Au terme d’un spectaculaire match nul (3-3) entre l’Algérie et l’Autriche, synonyme de qualification pour les deux sélections en seizièmes de finale de la Coupe du monde 2026, le sélectionneur autrichien Ralf Rangnick a rejeté toute idée d’un arrangement tacite entre les deux équipes.
Encore marqué par le scénario renversant de la rencontre, le technicien allemand a insisté sur l’intensité du spectacle offert aux supporters. « Pourquoi après un match aussi passionnant, avec autant de rebondissements, y aurait-il eu autre chose ? Pour être honnête, ce match aurait pu se terminer sur un score de 6-6 tant les deux équipes se sont créées d’occasions », a-t-il souligné.

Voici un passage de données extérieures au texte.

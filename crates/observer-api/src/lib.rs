//! # observer-api
//!
//! HTTP API for users and products with per-request step logging.
//!
//! Every user and product request runs through
//! [`pipeline::run_controller`]: the controller, service and repository each
//! register a timed step on the request's log, and the finished log is written
//! once to the configured [`LogSink`](observer_core::LogSink).

pub mod config;
pub mod envelope;
pub mod error;
pub mod handlers;
pub mod pipeline;
pub mod services;
pub mod state;
pub mod telemetry;

use axum::{routing::get, Router};
use tower_http::{
    request_id::{MakeRequestId, PropagateRequestIdLayer, RequestId, SetRequestIdLayer},
    trace::TraceLayer,
};
use uuid::Uuid;

pub use envelope::ResponseEnvelope;
pub use error::{ApiError, Resource};
pub use state::AppState;

/// Generates time-ordered UUIDv7 request correlation IDs.
///
/// The same id becomes the request log's `requestId`.
#[derive(Clone, Default)]
pub struct MakeRequestUuidV7;

impl MakeRequestId for MakeRequestUuidV7 {
    fn make_request_id<B>(&mut self, _request: &axum::http::Request<B>) -> Option<RequestId> {
        let id = Uuid::now_v7().to_string().parse().ok()?;
        Some(RequestId::new(id))
    }
}

/// Build the application router with its middleware stack.
pub fn router(state: AppState) -> Router {
    let users = Router::new()
        .route("/", axum::routing::post(handlers::create_user))
        .route(
            "/:id",
            get(handlers::get_user)
                .put(handlers::update_user)
                .delete(handlers::delete_user),
        );

    let products = Router::new()
        .route("/", axum::routing::post(handlers::create_product))
        .route(
            "/:id",
            get(handlers::get_product)
                .put(handlers::update_product)
                .delete(handlers::delete_product),
        );

    Router::new()
        .route("/health", get(handlers::health_check))
        .nest("/users", users)
        .nest("/products", products)
        // Middleware
        .layer(TraceLayer::new_for_http())
        .layer(PropagateRequestIdLayer::x_request_id())
        .layer(SetRequestIdLayer::x_request_id(MakeRequestUuidV7))
        .with_state(state)
}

Interrogé sur la possible volonté des Algériens de s’imposer pour éviter certains adversaires ou pour laver l’affront historique du « match de la honte » de 1982, Rangnick s’est montré sceptique. Selon lui, rien dans le comportement des joueurs algériens durant le dernier quart d’heure n’indiquait une détermination absolue à aller chercher la victoire. Il a toutefois reconnu que la joie des Fennecs après leur troisième but était parfaitement normale.
Le sélectionneur autrichien a également salué la qualité de la sélection algérienne. « L’Algérie a joué exactement comme nous l’attendions, avec beaucoup de solutions techniques et une grande capacité à se projeter dans les zones dangereuses », a-t-il expliqué, reconnaissant que son équipe avait souvent souffert dans les demi-espaces et qu’elle devra progresser défensivement avant d’affronter l’Espagne.
Rangnick a également évoqué les conditions climatiques particulièrement difficiles. Il a admis que son équipe avait peut-être sous-estimé la chaleur humide, ce qui l’a conduit à effectuer trois changements dès la pause afin d’apporter davantage de fraîcheur et de contrôle au milieu de terrain.
Désormais tourné vers le prochain défi face à l’Espagne, le sélectionneur autrichien estime que son équipe n’a « rien à perdre » et devra évoluer « à son niveau maximal » pour espérer créer l’exploit.
Enfin, l’ancien entraîneur de Manchester United a félicité son homologue algérien, Vladimir Petković, pour cette qualification et pour le futur duel contre la Suisse, l’ancien pays du technicien bosnien. Toujours sous le choc des événements des dernières secondes, Rangnick a avoué avoir encore du mal à réaliser : « Quand je repense à ces 90 dernières secondes, j’ai encore du mal à croire ce qu’il s’est passé. » Une phrase qui résume parfaitement la folie d’une soirée que ni les Algériens ni les Autrichiens n’oublieront de sitôt.